Jose C. Moya’s Cousins and Strangers is a remarkable effort. It is, as Nora Faires writes, really “three notable works: a detailed, probing social history . . . a shorter, provocative foray into the theoretical thicket . . . and a historiographical tour de force.” Moya’s “foray” into the question of individual agency is particularly provocative, comparing fruitfully with recent works by Rebecca Scott and Lara Putnam.
Moya rejects the premise that immigrants were “helpless pawns” moved about by “deterministic forces.” But as his research developed, his central concern shifted: “I became less interested in stressing the immigrants’ role as volitional actors in the drama,” he writes, “and more intrigued by how structural parameters limited and shaped that volition.” He discovers that while individuals had their personal reasons for going, other factors led them to move when they did: the European population explosion, the mechanization of agriculture, and the rise of political liberalism, among others. Moya is not impressed by the role of government in this wave of migration, which, aside from keeping the borders open, “proved to be superstructural and even superfluous.”
Like Moya, Lara Putnam downplays the role of individual governments and companies in her study of transnational labor in Costa Rica. Whereas Moya uses quantitative analysis to interrogate more qualitative sources (such as oral histories), however, Putnam does the opposite, finding that “aggregate statistics” mask the “personal ties” and complex movements of individual migrants. Perhaps she would agree with Moya’s thesis about the limits placed on microsocial decisions by macrostructural factors, but her study is primarily concerned with the “myriad intimate encounters” of male and female laborers.
Rebecca Scott seems to agree with Moya’s formulation when she concludes that “neither structures nor struggles could fully determine” the shape of post-emancipation societies in Cuba and Louisiana.

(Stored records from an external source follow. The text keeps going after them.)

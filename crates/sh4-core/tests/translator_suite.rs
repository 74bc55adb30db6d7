//! Translator suite: prepare/slot/commit ordering across every delayed
//! branch form, slot violations, and whole-block translation through the
//! fetch-translation path.

#![allow(
    clippy::pedantic,
    clippy::nursery,
    clippy::cast_possible_truncation,
    clippy::too_many_lines
)]

use std::cell::RefCell;
use std::rc::Rc;

use proptest::prelude::*;
use rstest as _;
use sh4_core::{
    standard_map, translate_one, AccessWidth, Area0, Area0Buses, CodeBlock, Fault, IlOp,
    InstructionFetcher, MemoryMap, PageSize, Protection, Ram, Rom, Sh4, StandardRegions, TlbKey,
    TraceEvent, TraceSink, UnmappedBus, UtlbData,
};
#[cfg(feature = "serde")]
use serde as _;
use thiserror as _;

const NOP: u16 = 0x0009;
const BASE: u32 = 0x8C01_0000;

/// Every delayed-branch encoding the decoder recognizes, register forms
/// pointed at `r10`.
const DELAYED_BRANCHES: [u16; 10] = [
    0x000B, // rts
    0x002B, // rte
    0x0A23, // braf r10
    0x0A03, // bsrf r10
    0x4A2B, // jmp @r10
    0x4A0B, // jsr @r10
    0xA010, // bra
    0xB010, // bsr
    0x8F03, // bf/s
    0x8D03, // bt/s
];

struct WordRom {
    base: u32,
    words: Vec<u16>,
}

impl WordRom {
    fn new(base: u32, words: &[u16]) -> Self {
        Self {
            base,
            words: words.to_vec(),
        }
    }
}

impl InstructionFetcher for WordRom {
    fn fetch_word(&mut self, vaddr: u32) -> Result<u16, Fault> {
        let index = usize::try_from(vaddr.wrapping_sub(self.base) / 2).unwrap();
        self.words
            .get(index)
            .copied()
            .ok_or(Fault::unmapped(vaddr, AccessWidth::U16))
    }
}

#[derive(Clone, Default)]
struct SharedSink(Rc<RefCell<Vec<TraceEvent>>>);

impl SharedSink {
    fn events(&self) -> Vec<TraceEvent> {
        self.0.borrow().clone()
    }
}

impl TraceSink for SharedSink {
    fn record(&mut self, event: TraceEvent) {
        self.0.borrow_mut().push(event);
    }
}

fn map() -> MemoryMap {
    let area0 = Area0::new(
        Rom::from_image(vec![0_u8; 0x1000]),
        Ram::new(0x2_0000),
        Area0Buses::default(),
    );
    standard_map(StandardRegions {
        on_chip: Box::new(UnmappedBus),
        area0,
        system_ram: Ram::new(0x10_0000),
        tex64: Box::new(UnmappedBus),
        tex32: Box::new(UnmappedBus),
        ta_fifo: Box::new(UnmappedBus),
    })
    .expect("canonical table is well formed")
}

fn load_words(cpu: &mut Sh4, base: u32, words: &[u16]) {
    for (index, word) in words.iter().enumerate() {
        cpu.write_phys::<u16>(base + (index as u32) * 2, *word)
            .unwrap();
    }
}

fn is_commit(op: &IlOp) -> bool {
    matches!(op, IlOp::CommitJump | IlOp::CommitJumpConditional)
}

#[test]
fn every_delayed_branch_orders_prepare_slot_commit() {
    for word in DELAYED_BRANCHES {
        let mut rom = WordRom::new(BASE, &[word, NOP]);
        let mut block = CodeBlock::new(BASE);

        let continues = translate_one(&mut rom, &mut block, BASE).unwrap();
        assert!(!continues, "{word:#06x}");

        let ops = block.ops();
        assert!(
            matches!(ops[0], IlOp::PrepareJump { .. }),
            "{word:#06x} must latch its target first"
        );
        let slot = ops
            .iter()
            .position(|op| matches!(op, IlOp::Fallback { raw } if *raw == NOP))
            .unwrap_or_else(|| panic!("{word:#06x} dropped its slot instruction"));
        let commit = ops
            .iter()
            .position(is_commit)
            .unwrap_or_else(|| panic!("{word:#06x} never committed"));
        assert!(slot < commit, "{word:#06x}");
        assert_eq!(commit, ops.len() - 1, "{word:#06x}");
        assert_eq!(block.instruction_count(), 2, "{word:#06x}");
    }
}

#[test]
fn immediate_conditional_branches_skip_the_slot() {
    for (word, expected) in [(0x8B03_u16, false), (0x8903_u16, true)] {
        // One mapped word: a slot fetch would fault, proving none happens.
        let mut rom = WordRom::new(BASE, &[word]);
        let mut block = CodeBlock::new(BASE);

        let continues = translate_one(&mut rom, &mut block, BASE).unwrap();
        assert!(!continues);

        let ops = block.ops();
        assert!(ops.iter().all(|op| !matches!(op, IlOp::Fallback { .. })));
        assert_eq!(ops.last(), Some(&IlOp::CommitJumpConditional));
        assert!(ops
            .iter()
            .any(|op| matches!(op, IlOp::PrepareAltJump { target } if *target == BASE + 2)));
        assert!(ops
            .iter()
            .any(|op| matches!(op, IlOp::SetCondFromT { expected: e } if *e == expected)));
    }
}

#[test]
fn control_transfer_in_a_slot_faults_at_the_slot_address_without_commit() {
    // Real hardware raises the dedicated slot-illegal exception here; the
    // translator reports the generic unimplemented-feature fault tagged with
    // the slot address and leaves the vectoring decision to the host.
    for slot_word in [0xA005_u16, 0x000B, 0x4A2B, 0xC701] {
        let mut rom = WordRom::new(BASE, &[0x000B, slot_word]);
        let mut block = CodeBlock::new(BASE);

        let fault = translate_one(&mut rom, &mut block, BASE).unwrap_err();
        assert_eq!(
            fault,
            Fault::unimplemented_instruction(
                "pc-relative instruction in a delay slot",
                BASE + 2,
            ),
            "{slot_word:#06x}"
        );
        assert!(!block.ops().iter().any(is_commit), "{slot_word:#06x}");
        // The enclosing branch was already charged when the slot aborted.
        assert_eq!(block.instruction_count(), 1, "{slot_word:#06x}");
    }
}

#[test]
fn blocks_end_exactly_at_the_first_control_transfer() {
    let sink = SharedSink::default();
    let mut cpu = Sh4::with_trace_sink(map(), Box::new(sink.clone()));
    // mov #1,r1; mov r1,r2; rts; nop
    load_words(&mut cpu, 0x0C00_0100, &[0xE101, 0x6213, 0x000B, NOP]);

    let block = cpu.translate_block(0x8C00_0100).unwrap();

    assert_eq!(block.base_pc(), 0x8C00_0100);
    assert_eq!(block.instruction_count(), 4);
    // The register move pairs with the immediate load; the return and its
    // slot issue separately.
    assert_eq!(block.cycle_count(), 4);
    assert_eq!(block.ops().last(), Some(&IlOp::CommitJump));
    assert_eq!(
        sink.events(),
        [TraceEvent::BlockTranslated {
            base_pc: 0x8C00_0100,
            instruction_count: 4,
            cycle_count: 4,
        }]
    );
}

#[test]
fn translation_faults_propagate_with_the_faulting_address() {
    let mut cpu = Sh4::new(map());
    // Uncached view of a hole in the physical map.
    let fault = cpu.translate_block(0x9800_0000).unwrap_err();
    assert_eq!(fault, Fault::unmapped(0x9800_0000, AccessWidth::U16));
}

#[test]
fn straight_line_code_ends_when_the_fetch_runs_off_the_map() {
    let mut cpu = Sh4::new(map());
    // The test ROM image holds zero words, which translate as fallbacks;
    // the fetch one past the image faults and the partial block is
    // discarded along the way.
    let fault = cpu.translate_block(0x8000_0FFC).unwrap_err();
    assert_eq!(
        fault,
        Fault::OutOfBounds {
            addr: 0x1000,
            width: AccessWidth::U16,
        }
    );
}

#[test]
fn fetches_translate_through_the_first_level_during_block_building() {
    let sink = SharedSink::default();
    let mut cpu = Sh4::with_trace_sink(map(), Box::new(sink.clone()));
    cpu.mmu_mut().set_address_translation(true);
    cpu.mmu_mut().set_asid(9);
    // mov #5,r0; rts; nop, reachable only through the mapping below.
    load_words(&mut cpu, 0x0C00_3000, &[0xE005, 0x000B, NOP]);
    cpu.mmu_mut()
        .install_utlb(
            30,
            TlbKey::valid(0x0040_3000, 9),
            UtlbData {
                ppn: 0x0C00_3000,
                size: PageSize::FourKiB,
                shared: false,
                cacheable: true,
                protection: Protection::ReadWrite,
                space_attr: 0,
                timing_class: false,
                dirty: true,
            },
        )
        .unwrap();

    let block = cpu.translate_block(0x0040_3000).unwrap();

    assert_eq!(block.instruction_count(), 3);
    assert_eq!(block.cycle_count(), 4);
    assert!(cpu.mmu().itlb_entry(0).unwrap().key.valid);
    assert_eq!(
        sink.events(),
        [
            TraceEvent::ItlbRefilled {
                slot: 0,
                vpn: 0x0040_3000,
            },
            TraceEvent::BlockTranslated {
                base_pc: 0x0040_3000,
                instruction_count: 3,
                cycle_count: 4,
            },
        ]
    );
}

proptest! {
    #[test]
    fn any_single_word_translates_and_terminates_consistently(word in any::<u16>()) {
        let mut rom = WordRom::new(BASE, &[word, NOP, NOP]);
        let mut block = CodeBlock::new(BASE);

        let continues = translate_one(&mut rom, &mut block, BASE).unwrap();

        let has_commit = block.ops().iter().any(is_commit);
        prop_assert_eq!(continues, !has_commit);
        // One instruction, or two when a delay slot rode along.
        prop_assert!(matches!(block.instruction_count(), 1 | 2));
        if block.instruction_count() == 2 {
            prop_assert!(!continues);
        }
        prop_assert!(block.cycle_count() >= 1);
    }
}
use crate::fault::Fault;

use super::region::{AccessWidth, BusData, RegionHandler};

/// One prioritized entry in the dispatcher's region table.
///
/// An access matches when, after masking with `range_mask`, both its first
/// and last byte fall inside `[first_addr, last_addr]`. The owning handler
/// then receives `addr & addr_mask` as its region-local address.
pub struct RegionMapping {
    name: &'static str,
    first_addr: u32,
    last_addr: u32,
    addr_mask: u32,
    range_mask: u32,
    handler: Box<dyn RegionHandler>,
}

impl RegionMapping {
    /// Builds a mapping for `handler` over `[first_addr, last_addr]`.
    #[must_use]
    pub fn new(
        name: &'static str,
        first_addr: u32,
        last_addr: u32,
        addr_mask: u32,
        range_mask: u32,
        handler: Box<dyn RegionHandler>,
    ) -> Self {
        Self {
            name,
            first_addr,
            last_addr,
            addr_mask,
            range_mask,
            handler,
        }
    }

    /// Diagnostic name of the region.
    #[must_use]
    pub const fn name(&self) -> &'static str {
        self.name
    }

    /// Inclusive matched bounds, as registered.
    #[must_use]
    pub const fn bounds(&self) -> (u32, u32) {
        (self.first_addr, self.last_addr)
    }

    const fn contains(&self, first_byte: u32, last_byte: u32) -> bool {
        let first = first_byte & self.range_mask;
        let last = last_byte & self.range_mask;
        first >= self.first_addr
            && first <= self.last_addr
            && last >= self.first_addr
            && last <= self.last_addr
    }
}

impl core::fmt::Debug for RegionMapping {
    fn fmt(&self, f: &mut core::fmt::Formatter<'_>) -> core::fmt::Result {
        f.debug_struct("RegionMapping")
            .field("name", &self.name)
            .field("first_addr", &self.first_addr)
            .field("last_addr", &self.last_addr)
            .field("addr_mask", &self.addr_mask)
            .field("range_mask", &self.range_mask)
            .finish_non_exhaustive()
    }
}

/// Outcome of routing one access through the region table.
#[derive(Debug, Clone, Copy, PartialEq, Eq)]
pub struct ResolvedAccess {
    /// Index of the matched region in priority order.
    pub region_index: usize,
    /// Region-local address the handler will receive.
    pub local_addr: u32,
}

/// Accumulates region mappings in priority order, then freezes them.
#[derive(Debug, Default)]
pub struct MemoryMapBuilder {
    regions: Vec<RegionMapping>,
}

impl MemoryMapBuilder {
    /// Starts an empty builder.
    #[must_use]
    pub fn new() -> Self {
        Self::default()
    }

    /// Appends a mapping; earlier mappings win ties.
    #[must_use]
    pub fn region(mut self, mapping: RegionMapping) -> Self {
        self.regions.push(mapping);
        self
    }

    /// Validates and freezes the table.
    ///
    /// # Errors
    ///
    /// Returns [`Fault::Integrity`] when a mapping's bounds are reversed or
    /// not canonical under its own range mask (such a region could never
    /// match).
    pub fn build(self) -> Result<MemoryMap, Fault> {
        for mapping in &self.regions {
            if mapping.first_addr > mapping.last_addr {
                return Err(Fault::Integrity {
                    detail: "region bounds are reversed",
                });
            }
            if mapping.first_addr & mapping.range_mask != mapping.first_addr
                || mapping.last_addr & mapping.range_mask != mapping.last_addr
            {
                return Err(Fault::Integrity {
                    detail: "region bounds are not canonical under the range mask",
                });
            }
        }
        Ok(MemoryMap {
            regions: self.regions.into_boxed_slice(),
        })
    }
}

/// Ordered, immutable region table routing physical accesses.
///
/// First match wins over a linear scan; the table is small and front-loaded
/// with the hottest, most address-ambiguous region, so the scan beats a
/// balanced search structure in practice. No partial access is ever
/// performed: an access no region fully contains faults.
#[derive(Debug)]
pub struct MemoryMap {
    regions: Box<[RegionMapping]>,
}

impl MemoryMap {
    /// Starts a builder for a new table.
    #[must_use]
    pub fn builder() -> MemoryMapBuilder {
        MemoryMapBuilder::new()
    }

    /// Number of registered regions.
    #[must_use]
    pub const fn region_count(&self) -> usize {
        self.regions.len()
    }

    /// Diagnostic name for the region at `index` in priority order.
    #[must_use]
    pub fn region_name(&self, index: usize) -> Option<&'static str> {
        self.regions.get(index).map(RegionMapping::name)
    }

    /// Routes an access without performing it.
    ///
    /// # Errors
    ///
    /// Returns [`Fault::Unimplemented`] when no region contains both the
    /// first and last byte of the access (unmapped or straddling).
    pub fn resolve(&self, addr: u32, width: AccessWidth) -> Result<ResolvedAccess, Fault> {
        let last_byte = addr.wrapping_add(width.byte_len() - 1);
        for (region_index, region) in self.regions.iter().enumerate() {
            if region.contains(addr, last_byte) {
                return Ok(ResolvedAccess {
                    region_index,
                    local_addr: addr & region.addr_mask,
                });
            }
        }
        Err(Fault::unmapped(addr, width))
    }

    /// Reads a value of width `T` from the owning region.
    ///
    /// # Errors
    ///
    /// Routing faults from [`Self::resolve`], or whatever fault the region
    /// handler raises.
    pub fn read<T: BusData>(&mut self, addr: u32) -> Result<T, Fault> {
        let resolved = self.resolve(addr, T::WIDTH)?;
        let region = &mut self.regions[resolved.region_index];
        T::read_from(region.handler.as_mut(), resolved.local_addr)
    }

    /// Writes a value of width `T` through the owning region.
    ///
    /// # Errors
    ///
    /// Routing faults from [`Self::resolve`], or whatever fault the region
    /// handler raises.
    pub fn write<T: BusData>(&mut self, addr: u32, value: T) -> Result<(), Fault> {
        let resolved = self.resolve(addr, T::WIDTH)?;
        let region = &mut self.regions[resolved.region_index];
        T::write_to(region.handler.as_mut(), resolved.local_addr, value)
    }

    /// Reads an 8-bit value.
    ///
    /// # Errors
    ///
    /// See [`Self::read`].
    pub fn read_u8(&mut self, addr: u32) -> Result<u8, Fault> {
        self.read(addr)
    }

    /// Reads a 16-bit value.
    ///
    /// # Errors
    ///
    /// See [`Self::read`].
    pub fn read_u16(&mut self, addr: u32) -> Result<u16, Fault> {
        self.read(addr)
    }

    /// Reads a 32-bit value.
    ///
    /// # Errors
    ///
    /// See [`Self::read`].
    pub fn read_u32(&mut self, addr: u32) -> Result<u32, Fault> {
        self.read(addr)
    }

    /// Reads a 32-bit float.
    ///
    /// # Errors
    ///
    /// See [`Self::read`].
    pub fn read_f32(&mut self, addr: u32) -> Result<f32, Fault> {
        self.read(addr)
    }

    /// Reads a 64-bit float.
    ///
    /// # Errors
    ///
    /// See [`Self::read`].
    pub fn read_f64(&mut self, addr: u32) -> Result<f64, Fault> {
        self.read(addr)
    }

    /// Writes an 8-bit value.
    ///
    /// # Errors
    ///
    /// See [`Self::write`].
    pub fn write_u8(&mut self, addr: u32, value: u8) -> Result<(), Fault> {
        self.write(addr, value)
    }

    /// Writes a 16-bit value.
    ///
    /// # Errors
    ///
    /// See [`Self::write`].
    pub fn write_u16(&mut self, addr: u32, value: u16) -> Result<(), Fault> {
        self.write(addr, value)
    }

    /// Writes a 32-bit value.
    ///
    /// # Errors
    ///
    /// See [`Self::write`].
    pub fn write_u32(&mut self, addr: u32, value: u32) -> Result<(), Fault> {
        self.write(addr, value)
    }

    /// Writes a 32-bit float.
    ///
    /// # Errors
    ///
    /// See [`Self::write`].
    pub fn write_f32(&mut self, addr: u32, value: f32) -> Result<(), Fault> {
        self.write(addr, value)
    }

    /// Writes a 64-bit float.
    ///
    /// # Errors
    ///
    /// See [`Self::write`].
    pub fn write_f64(&mut self, addr: u32, value: f64) -> Result<(), Fault> {
        self.write(addr, value)
    }
}

#[cfg(test)]
mod tests {
    use super::{MemoryMap, RegionMapping};
    use crate::fault::Fault;
    use crate::memory::region::{AccessWidth, Ram};

    fn ram_region(
        name: &'static str,
        first: u32,
        last: u32,
        addr_mask: u32,
        range_mask: u32,
        len: usize,
    ) -> RegionMapping {
        RegionMapping::new(
            name,
            first,
            last,
            addr_mask,
            range_mask,
            Box::new(Ram::new(len)),
        )
    }

    fn aliasing_map() -> MemoryMap {
        // Both regions cover the same masked span; the first must win.
        MemoryMap::builder()
            .region(ram_region(
                "privileged",
                0xE000_0000,
                0xFFFF_FFFF,
                0xFF,
                0xFFFF_FFFF,
                0x100,
            ))
            .region(ram_region(
                "general",
                0x0000_0000,
                0x1FFF_FFFF,
                0xFF,
                0x1FFF_FFFF,
                0x100,
            ))
            .build()
            .expect("table is well formed")
    }

    #[test]
    fn first_match_wins_for_mask_aliased_addresses() {
        let mut map = aliasing_map();

        // Top three bits set: under the second region's range mask this
        // address would also land inside its span.
        map.write_u8(0xE000_0010, 0xAA).unwrap();
        let privileged = map.resolve(0xE000_0010, AccessWidth::U8).unwrap();
        assert_eq!(map.region_name(privileged.region_index), Some("privileged"));

        let general = map.resolve(0x0000_0010, AccessWidth::U8).unwrap();
        assert_eq!(map.region_name(general.region_index), Some("general"));

        // The two resolutions hit different handlers even though both
        // local addresses are 0x10.
        assert_eq!(map.read_u8(0x0000_0010).unwrap(), 0);
        assert_eq!(map.read_u8(0xE000_0010).unwrap(), 0xAA);
    }

    #[test]
    fn local_address_uses_the_region_mask() {
        let mut map = aliasing_map();
        let resolved = map.resolve(0xE000_0310, AccessWidth::U32).unwrap();
        assert_eq!(resolved.local_addr, 0x10);

        map.write_u32(0xE000_0310, 0x0102_0304).unwrap();
        assert_eq!(map.read_u32(0xE000_0010).unwrap(), 0x0102_0304);
    }

    #[test]
    fn unmapped_access_faults_with_address_and_width() {
        let map = MemoryMap::builder()
            .region(ram_region("only", 0x1000, 0x1FFF, 0xFFF, 0xFFFF, 0x1000))
            .build()
            .unwrap();

        assert_eq!(
            map.resolve(0x3000, AccessWidth::U16),
            Err(Fault::unmapped(0x3000, AccessWidth::U16))
        );
    }

    #[test]
    fn straddling_access_faults_instead_of_truncating() {
        let mut map = MemoryMap::builder()
            .region(ram_region("low", 0x0000, 0x0FFF, 0xFFF, 0xFFFF, 0x1000))
            .region(ram_region("high", 0x1000, 0x1FFF, 0xFFF, 0xFFFF, 0x1000))
            .build()
            .unwrap();

        // Last byte of the 32-bit access lands one past the low region.
        assert_eq!(
            map.resolve(0x0FFD, AccessWidth::U32),
            Err(Fault::unmapped(0x0FFD, AccessWidth::U32))
        );
        assert!(map.read_u32(0x0FFD).is_err());

        // Fully inside either region is fine.
        assert!(map.read_u32(0x0FFC).is_ok());
        assert!(map.read_u32(0x1000).is_ok());
    }

    #[test]
    fn access_wrapping_the_address_space_faults() {
        let map = MemoryMap::builder()
            .region(ram_region(
                "privileged",
                0xE000_0000,
                0xFFFF_FFFF,
                0xFF,
                0xFFFF_FFFF,
                0x100,
            ))
            .build()
            .unwrap();

        // The last byte wraps to 0x00000001, which is outside the region,
        // so the both-bytes rule refuses the access.
        assert!(map.resolve(0xFFFF_FFFE, AccessWidth::U32).is_err());
        assert!(map.resolve(0xFFFF_FFFC, AccessWidth::U32).is_ok());
    }

    #[test]
    fn builder_rejects_non_canonical_bounds() {
        let err = MemoryMap::builder()
            .region(ram_region("bad", 0x2000_0000, 0x2000_0FFF, 0xFFF, 0x1FFF_FFFF, 0x1000))
            .build()
            .unwrap_err();
        assert_eq!(
            err,
            Fault::Integrity {
                detail: "region bounds are not canonical under the range mask",
            }
        );

        let err = MemoryMap::builder()
            .region(ram_region("reversed", 0x2000, 0x1000, 0xFFF, 0xFFFF, 0x1000))
            .build()
            .unwrap_err();
        assert_eq!(
            err,
            Fault::Integrity {
                detail: "region bounds are reversed",
            }
        );
    }

    #[test]
    fn float_and_double_route_like_their_integer_widths() {
        let mut map = aliasing_map();
        map.write_f32(0xE000_0020, 3.5).unwrap();
        assert!((map.read_f32(0xE000_0020).unwrap() - 3.5).abs() < f32::EPSILON);
        map.write_f64(0xE000_0028, 0.125).unwrap();
        assert!((map.read_f64(0xE000_0028).unwrap() - 0.125).abs() < f64::EPSILON);
    }
}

Former slaves in both places exhibited courage, ingenuity, and persistence as they pursued their freedom. But their paths diverged at the question of suffrage, a fact that points to the significance of the government in shaping individual agency. In Cuba, former slaves retained influence because they managed to keep the right to vote; in Louisiana, blacks faced the defiance of the white supremacist state government and a national government reluctant to intervene.
These comparisons suggest not only the power of using both qualitative and quantitative data, but also the need to allow each to interrogate the other. Historians must adapt both their methods and theories to the specific historical material at hand.